— Provided records —
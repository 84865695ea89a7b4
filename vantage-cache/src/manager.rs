//! Cache manager owning every namespace.
//!
//! The manager is an ordinary value built by the composition root and shared
//! through an `Arc`; there is no process-global cache. Namespaces are created
//! lazily on first use with their configured limits and are independent of one
//! another: each has its own lock, counters, and eviction.

use chrono::Utc;
use serde::{Deserialize, Serialize};
use std::collections::BTreeMap;
use std::sync::{Arc, PoisonError, RwLock, RwLockReadGuard, RwLockWriteGuard};
use std::time::{Duration, Instant};
use vantage_core::{
    CacheError, CacheKey, CacheManagerConfig, ConfigError, NamespaceConfig, Timestamp,
    VantageResult,
};

use crate::namespace::{CacheNamespace, NamespaceMetrics, NamespaceStore};
use crate::report::{assess_health, AggregateMetrics, CacheHealthReport, CacheMetricsReport};

type NamespaceMap = BTreeMap<String, Arc<dyn CacheNamespace>>;

/// Result of one sweep across all namespaces.
#[derive(Debug, Clone, Default, PartialEq, Serialize, Deserialize)]
pub struct SweepReport {
    pub namespaces: usize,
    /// Entries removed because they had expired.
    pub expired: usize,
    /// Entries removed to restore capacity limits.
    pub evicted: usize,
    pub duration: Duration,
}

/// Owns one [`NamespaceStore`] per namespace.
pub struct CacheManager {
    config: CacheManagerConfig,
    namespaces: RwLock<NamespaceMap>,
}

impl CacheManager {
    /// Create a cache manager.
    pub fn new(config: CacheManagerConfig) -> Result<Self, ConfigError> {
        config.validate()?;
        Ok(Self::from_valid(config))
    }

    /// Create a cache manager with the default namespaces.
    pub fn with_defaults() -> Self {
        Self::from_valid(CacheManagerConfig::default())
    }

    fn from_valid(config: CacheManagerConfig) -> Self {
        Self {
            config,
            namespaces: RwLock::new(BTreeMap::new()),
        }
    }

    /// Get the manager configuration.
    pub fn config(&self) -> &CacheManagerConfig {
        &self.config
    }

    fn read(&self) -> RwLockReadGuard<'_, NamespaceMap> {
        self.namespaces
            .read()
            .unwrap_or_else(PoisonError::into_inner)
    }

    fn write(&self) -> RwLockWriteGuard<'_, NamespaceMap> {
        self.namespaces
            .write()
            .unwrap_or_else(PoisonError::into_inner)
    }

    fn existing(&self, name: &str) -> Option<Arc<dyn CacheNamespace>> {
        self.read().get(name).cloned()
    }

    /// Get a namespace, creating it on first use.
    ///
    /// Returns `NamespaceTypeMismatch` if the namespace already exists with a
    /// different value type.
    pub fn namespace<T>(&self, name: &str) -> VantageResult<Arc<NamespaceStore<T>>>
    where
        T: Send + Sync + 'static,
    {
        let erased = match self.existing(name) {
            Some(existing) => existing,
            None => {
                let mut namespaces = self.write();
                let entry = namespaces.entry(name.to_string()).or_insert_with(|| {
                    let config = self.config.namespace_config(name);
                    tracing::info!(
                        namespace = name,
                        ttl_secs = config.ttl.as_secs(),
                        max_entries = config.max_entries,
                        max_bytes = config.max_bytes,
                        "Created cache namespace"
                    );
                    let store: Arc<dyn CacheNamespace> =
                        Arc::new(NamespaceStore::<T>::new(name, config));
                    store
                });
                Arc::clone(entry)
            }
        };

        erased
            .into_any()
            .downcast::<NamespaceStore<T>>()
            .map_err(|_| {
                CacheError::NamespaceTypeMismatch {
                    namespace: name.to_string(),
                }
                .into()
            })
    }

    /// Look up a value. Internal errors degrade to a miss.
    pub fn get<T>(&self, namespace: &str, key: &CacheKey) -> Option<Arc<T>>
    where
        T: Send + Sync + 'static,
    {
        match self.namespace::<T>(namespace) {
            Ok(store) => store.get(key),
            Err(e) => {
                tracing::warn!(namespace, key = %key, error = %e, "Cache read degraded to miss");
                None
            }
        }
    }

    /// Store a value with the namespace's default TTL.
    pub fn put<T>(&self, namespace: &str, key: CacheKey, value: Arc<T>)
    where
        T: Serialize + Send + Sync + 'static,
    {
        let ttl = self.config.namespace_config(namespace).ttl;
        self.put_with_ttl(namespace, key, value, ttl);
    }

    /// Store a value with an explicit TTL. Internal errors skip the write.
    pub fn put_with_ttl<T>(&self, namespace: &str, key: CacheKey, value: Arc<T>, ttl: Duration)
    where
        T: Serialize + Send + Sync + 'static,
    {
        match self.namespace::<T>(namespace) {
            Ok(store) => store.put_shared(key, value, ttl),
            Err(e) => {
                tracing::warn!(namespace, key = %key, error = %e, "Cache write skipped");
            }
        }
    }

    /// True if the namespace holds a live entry for the key. Does not count as a lookup.
    pub fn contains(&self, namespace: &str, key: &CacheKey) -> bool {
        self.existing(namespace)
            .is_some_and(|store| store.contains_key_at(key, Utc::now()))
    }

    /// Remove one key from a namespace. Returns true if it was resident.
    pub fn invalidate(&self, namespace: &str, key: &CacheKey) -> bool {
        self.existing(namespace)
            .is_some_and(|store| store.invalidate_key(key))
    }

    /// Remove expired entries from every namespace and re-assert limits.
    pub fn run_sweep(&self) -> SweepReport {
        self.run_sweep_at(Utc::now())
    }

    /// Sweep as of `now`.
    pub fn run_sweep_at(&self, now: Timestamp) -> SweepReport {
        let started = Instant::now();
        let namespaces: Vec<_> = self.read().values().cloned().collect();

        let mut report = SweepReport {
            namespaces: namespaces.len(),
            ..Default::default()
        };
        for store in namespaces {
            let (expired, evicted) = store.sweep_at(now);
            if expired > 0 || evicted > 0 {
                tracing::debug!(
                    namespace = store.namespace_name(),
                    expired,
                    evicted,
                    "Swept cache namespace"
                );
            }
            report.expired += expired;
            report.evicted += evicted;
        }
        report.duration = started.elapsed();
        report
    }

    /// Metrics for every namespace, including configured ones not yet used.
    pub fn aggregate_metrics(&self) -> AggregateMetrics {
        let mut metrics: BTreeMap<String, NamespaceMetrics> = self
            .read()
            .iter()
            .map(|(name, store)| (name.clone(), store.snapshot()))
            .collect();

        for (name, config) in &self.config.namespaces {
            metrics
                .entry(name.clone())
                .or_insert_with(|| empty_metrics(name, config));
        }

        AggregateMetrics::from_namespaces(metrics.into_values(), Utc::now())
    }

    /// Operator-facing metrics report.
    pub fn metrics_report(&self, detailed: bool) -> CacheMetricsReport {
        self.aggregate_metrics().to_report(detailed)
    }

    /// Health diagnostics against the configured thresholds.
    pub fn health(&self) -> CacheHealthReport {
        assess_health(&self.aggregate_metrics(), &self.config.health)
    }

    /// Remove every entry in every namespace. Counters are kept.
    pub fn clear_all(&self) -> usize {
        let namespaces: Vec<_> = self.read().values().cloned().collect();
        let removed = namespaces.iter().map(|store| store.clear_entries()).sum();
        tracing::info!(removed, "Cleared all cache namespaces");
        removed
    }

    /// Remove every entry in one namespace.
    ///
    /// Configured namespaces that were never used clear zero entries; names
    /// that are neither configured nor in use are an error.
    pub fn clear_namespace(&self, name: &str) -> VantageResult<usize> {
        let removed = match self.existing(name) {
            Some(store) => store.clear_entries(),
            None if self.config.is_configured(name) => 0,
            None => {
                return Err(CacheError::UnknownNamespace {
                    namespace: name.to_string(),
                }
                .into())
            }
        };
        tracing::info!(namespace = name, removed, "Cleared cache namespace");
        Ok(removed)
    }

    /// Names of namespaces in use or configured.
    pub fn namespace_names(&self) -> Vec<String> {
        let mut names: Vec<String> = self.read().keys().cloned().collect();
        for name in self.config.namespaces.keys() {
            if !names.contains(name) {
                names.push(name.clone());
            }
        }
        names.sort();
        names
    }
}

impl Default for CacheManager {
    fn default() -> Self {
        Self::with_defaults()
    }
}

fn empty_metrics(name: &str, config: &NamespaceConfig) -> NamespaceMetrics {
    NamespaceMetrics {
        namespace: name.to_string(),
        max_entries: config.max_entries,
        max_bytes: config.max_bytes,
        ..Default::default()
    }
}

— Brief —
Please transcribe the data above without changes, from its first line to its "use std::collections::BTreeMap;" line, and leave out anything past that.

— Output for this exercise —
repository 84865695ea89a7b4
filename vantage-cache/src/manager.rs
//! Cache manager owning every namespace.
//!
//! The manager is an ordinary value built by the composition root and shared
//! through an `Arc`; there is no process-global cache. Namespaces are created
//! lazily on first use with their configured limits and are independent of one
//! another: each has its own lock, counters, and eviction.

use chrono::Utc;
use serde::{Deserialize, Serialize};
use std::collections::BTreeMap;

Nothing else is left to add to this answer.